按《中国药典》方法考察左羟丙哌嗪胶囊有关物质时发现,供试品色谱图中主成分8倍保留时间处存在未知杂质色谱峰,含量约为0.05%,但该检测方法仅要求记录至主成分3倍保留时间,存在漏检杂质的情况,详见图1。
按《中国药典》方法考察左羟丙哌嗪胶囊薄层鉴别时发现,薄层板中除主成分斑点于溶剂前沿有一明显杂质斑点,提示药品中存含量较高的杂质,详见图2。查阅相关文献几乎没有左羟丙哌嗪及制剂有关物质报道,发现现行药典方法无法检测出左羟丙哌嗪胶囊中部分杂质,不能有效的控制左羟丙哌嗪质量,用药安全不能保障。
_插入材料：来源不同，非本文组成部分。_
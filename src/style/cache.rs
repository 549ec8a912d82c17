use std::collections::{HashMap, VecDeque};
use std::sync::atomic::{AtomicU64, Ordering};
use std::sync::{Arc, Mutex};
use std::time::{Duration, Instant};

use crate::foundation::clock::{Clock, SystemClock};
use crate::style::layers::RenderLayer;

/// Bounds for the converted-style cache.
#[derive(Debug, Clone, Copy, PartialEq, Eq)]
pub struct StyleCacheOpts {
    /// Maximum entries retained; the least recently used entry is evicted beyond this.
    pub capacity: usize,
    /// Entries older than this are rebuilt on next access.
    pub ttl: Option<Duration>,
}

impl Default for StyleCacheOpts {
    fn default() -> Self {
        Self {
            capacity: 64,
            ttl: None,
        }
    }
}

#[derive(Debug, Clone, PartialEq, Eq, Hash)]
pub struct CacheKey {
    pub style_id: String,
    pub toggles: String,
}

#[derive(Debug, Default, Clone, Copy, PartialEq, Eq)]
pub struct CacheStats {
    pub entries: usize,
    pub hits: u64,
    pub misses: u64,
    pub evictions: u64,
}

struct Entry {
    layers: Arc<[RenderLayer]>,
    inserted_at: Instant,
}

#[derive(Default)]
struct Inner {
    map: HashMap<CacheKey, Entry>,
    lru: VecDeque<CacheKey>,
}

impl Inner {
    fn touch(&mut self, key: &CacheKey) {
        if let Some(pos) = self.lru.iter().position(|k| k == key) {
            self.lru.remove(pos);
        }
        self.lru.push_back(key.clone());
    }

    fn remove(&mut self, key: &CacheKey) {
        self.map.remove(key);
        if let Some(pos) = self.lru.iter().position(|k| k == key) {
            self.lru.remove(pos);
        }
    }
}

/// Shared LRU of resolved layer lists. Entries are immutable once inserted.
pub struct StyleCache {
    opts: StyleCacheOpts,
    clock: Arc<dyn Clock>,
    inner: Mutex<Inner>,
    hits: AtomicU64,
    misses: AtomicU64,
    evictions: AtomicU64,
}

impl std::fmt::Debug for StyleCache {
    fn fmt(&self, f: &mut std::fmt::Formatter<'_>) -> std::fmt::Result {
        f.debug_struct("StyleCache")
            .field("opts", &self.opts)
            .field("stats", &self.stats())
            .finish()
    }
}

impl StyleCache {
    pub fn new(opts: StyleCacheOpts) -> Self {
        Self::with_clock(opts, Arc::new(SystemClock))
    }

    pub fn with_clock(opts: StyleCacheOpts, clock: Arc<dyn Clock>) -> Self {
        Self {
            opts,
            clock,
            inner: Mutex::new(Inner::default()),
            hits: AtomicU64::new(0),
            misses: AtomicU64::new(0),
            evictions: AtomicU64::new(0),
        }
    }

    pub fn get(&self, key: &CacheKey) -> Option<Arc<[RenderLayer]>> {
        let now = self.clock.now();
        let mut inner = self.lock();
        let expired = match inner.map.get(key) {
            None => {
                self.misses.fetch_add(1, Ordering::Relaxed);
                return None;
            }
            Some(e) => self
                .opts
                .ttl
                .is_some_and(|ttl| now.saturating_duration_since(e.inserted_at) >= ttl),
        };
        if expired {
            inner.remove(key);
            self.misses.fetch_add(1, Ordering::Relaxed);
            return None;
        }
        inner.touch(key);
        self.hits.fetch_add(1, Ordering::Relaxed);
        inner.map.get(key).map(|e| Arc::clone(&e.layers))
    }

    /// Insert unless another resolution already stored the key; returns the retained value.
    pub fn insert_if_absent(&self, key: CacheKey, layers: Arc<[RenderLayer]>) -> Arc<[RenderLayer]> {
        if self.opts.capacity == 0 {
            return layers;
        }
        let now = self.clock.now();
        let mut inner = self.lock();
        if let Some(existing) = inner.map.get(&key) {
            let out = Arc::clone(&existing.layers);
            inner.touch(&key);
            return out;
        }
        inner.map.insert(
            key.clone(),
            Entry {
                layers: Arc::clone(&layers),
                inserted_at: now,
            },
        );
        inner.touch(&key);
        while inner.lru.len() > self.opts.capacity {
            if let Some(old) = inner.lru.pop_front() {
                inner.map.remove(&old);
                self.evictions.fetch_add(1, Ordering::Relaxed);
            }
        }
        layers
    }

    pub fn stats(&self) -> CacheStats {
        CacheStats {
            entries: self.lock().map.len(),
            hits: self.hits.load(Ordering::Relaxed),
            misses: self.misses.load(Ordering::Relaxed),
            evictions: self.evictions.load(Ordering::Relaxed),
        }
    }

    fn lock(&self) -> std::sync::MutexGuard<'_, Inner> {
        // Entries are never half-written, so a poisoned lock still holds a consistent map.
        self.inner.lock().unwrap_or_else(|e| e.into_inner())
    }
}

#[cfg(test)]
#[path = "../../tests/unit/style/cache.rs"]
mod tests;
鉴于左羟丙哌嗪的合成工艺特点与市售左羟丙哌嗪胶囊质量现状,为了保证对左羟丙哌嗪原料与制剂研发和生产质量的有效质量控制,保障药品安全有效,迫切需要提供一种测定左羟丙哌嗪原料药与制剂有关物质的方法。
发明内容
针对现有技术的不足,本发明的发明人进行了无数次检测实验,最终获得了一种测定左羟丙哌嗪原料药与制剂有关物质的方法,该检测方法检测精度高,可用于左羟丙哌嗪原料药与制剂的有关物质检测,准确可靠,专属性强,省时省力,易于操作,能够检测出现有检测方法无法检测出的杂质成分。
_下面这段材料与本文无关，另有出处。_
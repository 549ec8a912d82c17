use kurbo::{Affine, BezPath, Circle, Point, Rect, Shape, Vec2};

use crate::export::request::{ExportOptions, ExportRequest};
use crate::foundation::color::Color;
use crate::foundation::core::RasterImage;
use crate::frame::{ClipGeometry, FrameShape, clip_path_for};
use crate::layout::{ScaledLayout, TextSlot, layout_for};
use crate::provider::MapRenderRequest;
use crate::render::filter::apply_filter;
use crate::render::surface::{RenderSurface, TextStyle};
use crate::state::poster::PinStyle;
use crate::style::converter::ResolvedStyle;
use crate::style::definition::{StyleDefinition, StyleFilter};
use crate::style::layers::LayerBucket;

const TOLERANCE: f64 = 0.1;

#[derive(Debug, Clone, PartialEq)]
pub struct PlacedText {
    pub slot: TextSlot,
    pub text: String,
    pub style: TextStyle,
    /// Baseline y in output pixels; lines are centred horizontally on the canvas.
    pub baseline: f64,
}

#[derive(Debug, Clone, Copy, PartialEq)]
pub struct GlowPlan {
    pub color: Color,
    pub radius: f64,
}

#[derive(Debug, Clone, Copy, PartialEq)]
pub struct PinPlan {
    pub style: PinStyle,
    pub color: Color,
    /// The marked location in output pixels.
    pub at: Point,
    pub size: f64,
}

#[derive(Debug, Clone, PartialEq)]
pub struct WatermarkPlan {
    pub text: String,
    pub style: TextStyle,
    /// Radians, counter-clockwise on screen.
    pub angle: f64,
    pub spacing: f64,
}

/// Everything `compose` draws, resolved to output pixels.
///
/// Planning is pure; the only input `compose` still needs is the map image.
#[derive(Debug, Clone, PartialEq)]
pub struct ComposePlan {
    pub width: u32,
    pub height: u32,
    pub layout: ScaledLayout,
    pub clip: ClipGeometry,
    pub background: Color,
    /// Viewport fill when no map image arrived.
    pub map_fallback: Color,
    pub filter: Option<StyleFilter>,
    pub glow: Option<GlowPlan>,
    pub texts: Vec<PlacedText>,
    pub pin: Option<PinPlan>,
    pub watermark: Option<WatermarkPlan>,
    pub map_request: MapRenderRequest,
}

impl ComposePlan {
    /// Font families the plan draws with, first use first.
    pub fn font_families(&self) -> Vec<String> {
        let mut out: Vec<String> = Vec::new();
        let styles = self
            .texts
            .iter()
            .map(|t| &t.style)
            .chain(self.watermark.iter().map(|w| &w.style));
        for style in styles {
            if !out.contains(&style.font_family) {
                out.push(style.font_family.clone());
            }
        }
        out
    }
}

/// Resolve layout, colours, and effects for one export.
pub fn plan_composition(
    request: &ExportRequest,
    style: &ResolvedStyle,
    definition: &StyleDefinition,
    options: &ExportOptions,
) -> ComposePlan {
    let state = &request.state;
    let (width, height) = request.output_size();
    let frame = state.style.frame;

    let layout = layout_for(frame, state.has_headline())
        .reflowed(|slot| state.display_text(slot).is_some())
        .scaled(f64::from(width), f64::from(height));
    let scale = layout.scale;
    let viewport = layout.viewport;

    let clip = clip_path_for(frame, viewport.width(), viewport.height()).placed_in(viewport);

    let map_background = style
        .layer(LayerBucket::Background)
        .map(|l| l.color)
        .unwrap_or(definition.background);
    let map_fallback = style
        .layer(LayerBucket::Water)
        .map(|l| l.color)
        .unwrap_or(map_background);

    let background = state.style.background.color.unwrap_or(definition.background);
    let font_color = &state.style.font_color;
    let text_color = match (font_color.use_custom, font_color.color) {
        (true, Some(c)) => c,
        _ => definition.text,
    };

    let texts = layout
        .text
        .iter()
        .filter_map(|spec| {
            let text = state.display_text(spec.slot)?;
            let field = state.text.field(spec.slot);
            let letter_spacing = field
                .letter_spacing
                .map(|v| scale.length(v))
                .unwrap_or(spec.letter_spacing);
            Some(PlacedText {
                slot: spec.slot,
                text,
                style: TextStyle {
                    font_family: state.text.font_for(spec.slot).to_owned(),
                    font_size: spec.font_size * field.size.factor(),
                    letter_spacing,
                    color: text_color,
                },
                baseline: spec.baseline,
            })
        })
        .collect();

    let glow_settings = &state.style.glow;
    let glow = glow_settings.enabled.then(|| {
        let intensity = glow_settings.intensity.clamp(0.0, 1.0);
        GlowPlan {
            color: glow_settings
                .color
                .unwrap_or(text_color)
                .with_opacity(intensity as f32),
            radius: layout.glow_radius * (0.5 + intensity),
        }
    });

    let loc = &state.location;
    let offset = Vec2::new(loc.offset_x * scale.sx, loc.offset_y * scale.sy);

    let pin_settings = &state.style.pin;
    let pin = pin_settings.enabled.then(|| PinPlan {
        style: pin_settings.style,
        color: pin_settings.color.unwrap_or(text_color),
        at: viewport.center() + offset,
        size: layout.pin_size * pin_settings.size.max(0.0),
    });

    let watermark = options
        .watermark
        .as_ref()
        .filter(|w| !w.text.trim().is_empty())
        .map(|w| WatermarkPlan {
            text: w.text.clone(),
            style: TextStyle {
                font_family: state.text.typography.body_font.clone(),
                font_size: layout.watermark_font_size,
                letter_spacing: 0.0,
                color: text_color.with_opacity(w.opacity.clamp(0.0, 1.0)),
            },
            angle: w.angle.to_radians(),
            spacing: w
                .spacing
                .map(|s| scale.length(s))
                .unwrap_or(layout.watermark_spacing),
        });

    let map_request = MapRenderRequest {
        lat: loc.lat,
        lng: loc.lng,
        zoom: loc.zoom,
        width: (viewport.width().round() as u32).max(1),
        height: (viewport.height().round() as u32).max(1),
        pixel_ratio: scale.sy,
        offset,
        layers: style.layers.clone(),
        background: map_background,
    };

    ComposePlan {
        width,
        height,
        layout,
        clip,
        background,
        map_fallback,
        filter: definition.filter,
        glow,
        texts,
        pin,
        watermark,
        map_request,
    }
}

/// Draw a planned poster. Synchronous; every asset must already be at hand.
#[tracing::instrument(skip_all, fields(w = plan.width, h = plan.height, map = map.is_some()))]
pub fn compose(surface: &mut dyn RenderSurface, plan: &ComposePlan, map: Option<&RasterImage>) {
    let canvas = Rect::new(0.0, 0.0, f64::from(plan.width), f64::from(plan.height));
    surface.fill_path(&canvas.to_path(TOLERANCE), plan.background);

    let frame = plan.clip.to_path();
    if let Some(glow) = plan.glow {
        surface.fill_path_blurred(&frame, glow.color, glow.radius);
    }

    surface.push_clip(&frame);
    match map {
        Some(image) => {
            let filtered;
            let image = match &plan.filter {
                Some(filter) => {
                    filtered = apply_filter(image, filter);
                    &filtered
                }
                None => image,
            };
            surface.draw_image(image, plan.layout.viewport);
        }
        None => surface.fill_path(&plan.layout.viewport.to_path(TOLERANCE), plan.map_fallback),
    }
    surface.pop_clip();

    if let Some(pin) = &plan.pin {
        draw_pin(surface, pin);
    }

    let center_x = plan.layout.center_x();
    for t in &plan.texts {
        let metrics = surface.measure_text(&t.text, &t.style);
        let x = center_x - metrics.width / 2.0;
        surface.draw_text(&t.text, Affine::translate((x, t.baseline)), &t.style);
    }

    if let Some(wm) = &plan.watermark {
        draw_watermark(surface, wm, canvas);
    }
}

fn draw_pin(surface: &mut dyn RenderSurface, pin: &PinPlan) {
    if pin.size <= 0.0 {
        return;
    }
    let s = pin.size;
    let Point { x, y } = pin.at;
    match pin.style {
        PinStyle::Classic => {
            let r = s * 0.35;
            let head = Point::new(x, y - s + r);
            let mut tail = BezPath::new();
            tail.move_to((x - r * 0.8, head.y + r * 0.6));
            tail.line_to((x + r * 0.8, head.y + r * 0.6));
            tail.line_to((x, y));
            tail.close_path();
            surface.fill_path(&tail, pin.color);
            surface.fill_path(&Circle::new(head, r).to_path(TOLERANCE), pin.color);
            surface.fill_path(&Circle::new(head, r * 0.4).to_path(TOLERANCE), Color::WHITE);
        }
        PinStyle::Dot => {
            surface.fill_path(&Circle::new(pin.at, s * 0.3).to_path(TOLERANCE), Color::WHITE);
            surface.fill_path(&Circle::new(pin.at, s * 0.22).to_path(TOLERANCE), pin.color);
        }
        PinStyle::Heart => {
            // Tip of the heart sits on the location.
            let heart = clip_path_for(FrameShape::Heart, s, s)
                .translated(Vec2::new(x - s / 2.0, y - s))
                .to_path();
            surface.fill_path(&heart, pin.color);
        }
    }
}

/// Staggered rows of rotated text covering the whole canvas.
fn draw_watermark(surface: &mut dyn RenderSurface, wm: &WatermarkPlan, canvas: Rect) {
    let metrics = surface.measure_text(&wm.text, &wm.style);
    // Repeats never sit closer than one line of watermark text.
    let gap = wm.spacing.max(wm.style.font_size).max(1.0);
    if !gap.is_finite() || !wm.angle.is_finite() {
        tracing::warn!(spacing = wm.spacing, angle = wm.angle, "skipping malformed watermark");
        return;
    }
    let step_y = gap;
    let step_x = metrics.width + gap;
    let center = canvas.center();
    let half = canvas.width().hypot(canvas.height()) / 2.0;
    let rotate = Affine::rotate_about(-wm.angle, center);

    let rows = (2.0 * half / step_y).ceil() as i64;
    let cols = (2.0 * half / step_x).ceil() as i64 + 1;
    for row in 0..=rows {
        let y = center.y - half + row as f64 * step_y;
        let stagger = if row % 2 == 1 { step_x / 2.0 } else { 0.0 };
        for col in 0..=cols {
            let x = center.x - half - stagger + col as f64 * step_x;
            let anchor = rotate * Point::new(x + metrics.width / 2.0, y);
            if !canvas.inflate(step_x, step_y).contains(anchor) {
                continue;
            }
            surface.draw_text(&wm.text, rotate * Affine::translate((x, y)), &wm.style);
        }
    }
}

#[cfg(test)]
#[path = "../../tests/unit/export/compositor.rs"]
mod tests;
具体而言,本发明提供一种测定左羟丙哌嗪原料、胶囊、片剂中所包含物质的方法,其特征在于,所述方法包括:
(1)以十八烷基硅烷键合硅胶为填充剂的色谱柱;
(2)吸取预定量的左羟丙哌嗪原料胶囊配置成待测品溶液;
(3)供试品溶液与对照品溶液各10μl,分别注入液相色谱仪;
(4)以磷酸盐缓冲液为第一流动相A,甲醇为第二流动相B,加入到液相色谱仪中进行梯度洗脱;
(5)利用液相色谱仪对供试品溶液与对照品溶液分别进行色谱检测。
优选地,进行梯度洗脱时,流动相与洗脱时间的梯度变化如下:0-10分钟,流动相A-流动相B(80∶20)等度洗脱;10-35分钟,流动相A的比例从80%逐步降至40%、流动相B的比例从20%逐步增至60%;35-36分钟,流动相A的比例从40%逐步增至80%、流动相B的比例从60%逐步降至20%;36-50分钟,流动相A-流动相B(80∶20)等度洗脱。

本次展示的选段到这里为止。